La democrazia è inclusione, altrimenti non è

“Il Governo non tratta con i sindacati sulla legge di Stabilità”, manda a dire Renzi attraverso le telecamere di Otto e mezzo ai tre segretari confederali, che nella mattinata di lunedì avevano incontrato una rappresentanza dell’Esecutivo proprio per discutere di quel provvedimento.

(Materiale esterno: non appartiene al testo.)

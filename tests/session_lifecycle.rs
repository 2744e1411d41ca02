//! Session setup, key reclamation and teardown

use distcoord::common::{Error, SessionConfig, Value};
use distcoord::coordinator::KEY_PREFIX;
use distcoord::pool::{Command, LocalPool, WorkerId, WorkerPool};
use distcoord::{Key, Session};
use std::collections::BTreeMap;
use std::sync::Arc;

fn local(workers: usize) -> Arc<dyn WorkerPool> {
    Arc::new(LocalPool::with_workers(workers).unwrap())
}

/// Every prefixed name bound on each worker, bypassing any registry
async fn bound_names(pool: &dyn WorkerPool) -> Vec<Value> {
    let workers = pool.workers();
    let listing = Key::generate();
    pool.execute(
        &Command::ListNames {
            prefix: KEY_PREFIX.to_string(),
            into: listing.clone(),
        },
        &workers,
    )
    .await
    .unwrap();
    let names = pool.retrieve(listing.as_str(), &workers).await.unwrap();
    pool.execute(
        &Command::Delete {
            names: vec![listing.to_string()],
        },
        &workers,
    )
    .await
    .unwrap();
    names
}

async fn leak(pool: &dyn WorkerPool, targets: &[WorkerId]) -> Key {
    let key = Key::generate();
    let mut batch = BTreeMap::new();
    batch.insert(key.to_string(), Value::Int(0));
    pool.store(&batch, targets).await.unwrap();
    key
}

#[tokio::test]
async fn test_close_leaves_nothing_behind() {
    let pool = local(4);
    let mut session = Session::new(pool.clone(), Some(&[WorkerId(1), WorkerId(3)]))
        .await
        .unwrap();

    let handles = session
        .push_all(vec![Value::Int(2), Value::Float(0.5)])
        .await
        .unwrap();
    let product = session
        .apply("multiply", vec![handles[0].clone().into(), handles[1].clone().into()], &Default::default())
        .await
        .unwrap();
    assert_eq!(session.pull(&product).await.unwrap(), vec![Value::Float(1.0); 2]);
    assert_eq!(session.registry().len(), 3);

    assert!(!session.close(true).await.unwrap());
    assert_eq!(bound_names(pool.as_ref()).await, vec![Value::List(vec![]); 4]);
}

#[tokio::test]
async fn test_release_forgets_the_key() {
    let pool = local(2);
    let mut session = Session::new(pool, None).await.unwrap();
    let x = session.push(Value::Int(9)).await.unwrap();
    assert_eq!(session.pull(&x).await.unwrap(), vec![Value::Int(9); 2]);

    session.release(x.clone()).await.unwrap();
    assert!(matches!(session.pull(&x).await, Err(Error::UnknownKey(_))));
    assert!(matches!(session.release(x).await, Err(Error::UnknownKey(_))));
    assert!(session.registry().is_empty());

    session.close(true).await.unwrap();
}

#[tokio::test]
async fn test_untracked_key_is_not_a_handle() {
    let pool = local(2);
    let session = Session::new(pool, None).await.unwrap();
    assert!(matches!(
        session.handle(Key::generate()),
        Err(Error::UnknownKey(_))
    ));
    session.close(true).await.unwrap();
}

#[tokio::test]
async fn test_leftovers_are_purged() {
    let pool = local(3);
    let session = Session::new(pool.clone(), None).await.unwrap();
    leak(pool.as_ref(), &pool.workers()).await;

    assert!(session.close(false).await.unwrap());
    assert_eq!(bound_names(pool.as_ref()).await, vec![Value::List(vec![]); 3]);
}

#[tokio::test]
async fn test_strict_close_escalates_leftovers() {
    let pool = local(3);
    let session = Session::new(pool.clone(), Some(&[WorkerId(0), WorkerId(2)]))
        .await
        .unwrap();
    leak(pool.as_ref(), &[WorkerId(2)]).await;

    let err = session.close(true).await.unwrap_err();
    assert!(matches!(err, Error::LeakedKeys(1)));
    assert!(err.is_fatal());

    // the leftover was still deleted before the fault surfaced
    assert_eq!(bound_names(pool.as_ref()).await, vec![Value::List(vec![]); 3]);
}

#[tokio::test]
async fn test_targets_outside_pool() {
    let pool = local(2);
    let result = Session::new(pool, Some(&[WorkerId(0), WorkerId(9)])).await;
    assert!(matches!(result, Err(Error::UnknownWorker(WorkerId(9)))));
}

#[tokio::test]
async fn test_session_from_config() {
    let pool = local(4);
    let config = SessionConfig {
        targets: Some(vec![2, 0, 2]),
        strict_cleanup: true,
    };
    let session = Session::from_config(pool, &config).await.unwrap();
    assert_eq!(session.worker_set(), &[WorkerId(0), WorkerId(2)]);
    assert_eq!(session.group().size(), 2);
    assert_eq!(session.rank_of(WorkerId(2)), Some(1));
    assert_eq!(session.rank_of(WorkerId(1)), None);
    session.close(config.strict_cleanup).await.unwrap();
}

#[tokio::test]
async fn test_keys_on_explicit_owners() {
    let pool = local(3);
    let mut session = Session::new(pool.clone(), None).await.unwrap();

    let first = session.registry_mut().generate_key0();
    assert_eq!(session.registry().owners_of(&first), Some(&[WorkerId(0)][..]));

    let keys = session
        .registry_mut()
        .push_to(vec![Value::Int(4)], &[WorkerId(1), WorkerId(1)])
        .await
        .unwrap();
    assert_eq!(session.registry().owners_of(&keys[0]), Some(&[WorkerId(1)][..]));
    let handle = session.handle(keys[0].clone()).unwrap();
    assert_eq!(session.pull(&handle).await.unwrap(), vec![Value::Int(4)]);

    let tracked: Vec<&Key> = session.registry().tracked_keys().collect();
    assert_eq!(tracked.len(), 2);

    assert!(!session.close(true).await.unwrap());
    assert_eq!(bound_names(pool.as_ref()).await, vec![Value::List(vec![]); 3]);
}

Insomma, se la Camusso o altri vogliono discutere il contenuto delle norme, si facciano eleggere in Parlamento e le giudichino, e votino, da deputati o senatori; fino a quando loro saranno fuori e gli altri dentro, se ne facciano una ragione. E con essi, tutti quelli che pensano che la democrazia sia partecipazione continua, e non solo all’appuntamento elettorale, dei cittadini al governo della cosa pubblica. Una democrazia che, secondo Renzi, diviene invece una forma come un’altra d’investitura dei potenti; una volta votato, ci vediamo al prossimo giro.

Certo, è la forma migliore che, anche in quell’accezione, si conosca, perché almeno serba in qualche modo l’apparenza della contendibilità del potere. Ma non prevede la partecipazione, diventando la gestione del governo e delle forme della rappresentanza esclusivo appannaggio e affare del ceto degli eletti. Gli altri possono scegliere se votarli o meno, non di più.

Ovvio, possono anche candidarsi e magari vincere loro. Però, insomma, siamo seri; non è che tutti devono fare quel mestiere, e lo dice anche Renzi, quando spiega ai sindacati che il loro ruolo non è quello di scrivere le leggi. Cosa che, peraltro, dicono gli stessi sindacalisti; non si capisce perché, allora, quando le cose vanno come vanno per colpa delle leggi che ci sono, vedi la precarietà, la responsabilità viene data ai sindacalisti che nel luogo dove si approvano le leggi non ci sono mai stati. Ma questa è un’altra storia.

Il problema più grosso, per Renzi e per quanti la pensano come lui, è che la democrazia proprio non se lo può permettere di essere esclusiva, ma deve cercare di essere inclusiva il più possibile. Deve cercare di contenere nel suo perimetro la più ampia rappresentanza, proprio per evitare che qualcuno si senta escluso e smetta di partecipare. E la rinneghi.

Come una forte idea che ignori il suo potere seduttivo, la democrazia promette tanto a quelli a cui si rivolge. Così rischia di tradire troppo quelle aspettative, ingenerando disillusioni o vere e proprie frustrazioni. Le prime, spesso, si traducono nell’abbandono, nella diserzione dal consesso civile. O nel cinico disincanto, un po’ come nelle parole di don Ciccio Tumeo, l’organista di Donnafugata, che ne Il Gattopardo lamentava non il fatto che il proprio volere fosse stato ignorato, ma che l’avessero anche gabbato con la farsa delle elezioni.

Una reazione amorale, e se vogliamo prepolitica, che però al potere istituzionalmente inteso, e ai suoi canali costituzionalmente organizzati, non dà alcun fastidio, quando non li favorisce direttamente nell’attuazione del loro progetto: i seggi e i posti di governo si assegnano sui voti validi, e chi si astiene o non partecipa, alla fine, fa pure un favore a quanti devono spartirseli.

Se mai, il rischio è nelle dinamiche che possono innescarsi fra coloro che in quella contendibilità concreta e in quella partecipazione reale ci credono e vogliono trovare un proprio spazio di agibilità. Per chi pensa che “lo Stato è più lontano del cielo, e più maligno, perché sta sempre dall’altra parte”, non essere contemplati da coloro che ne gestiscono le sorti, e non far parte di quei processi di gestione, non è né sarà mai un problema. Ma per quanti, a quella promessa di partecipazione credono o hanno creduto, l’arroganza di un potere che si erge a esclusivo interprete delle cose da fare, può divenire indigesta, e ciò è potenzialmente pericoloso. Soprattutto se, nel suo essere arrogante, quel potere evoca la necessità di “un cambiamento violento” per scuotere un sistema troppo irrigidito.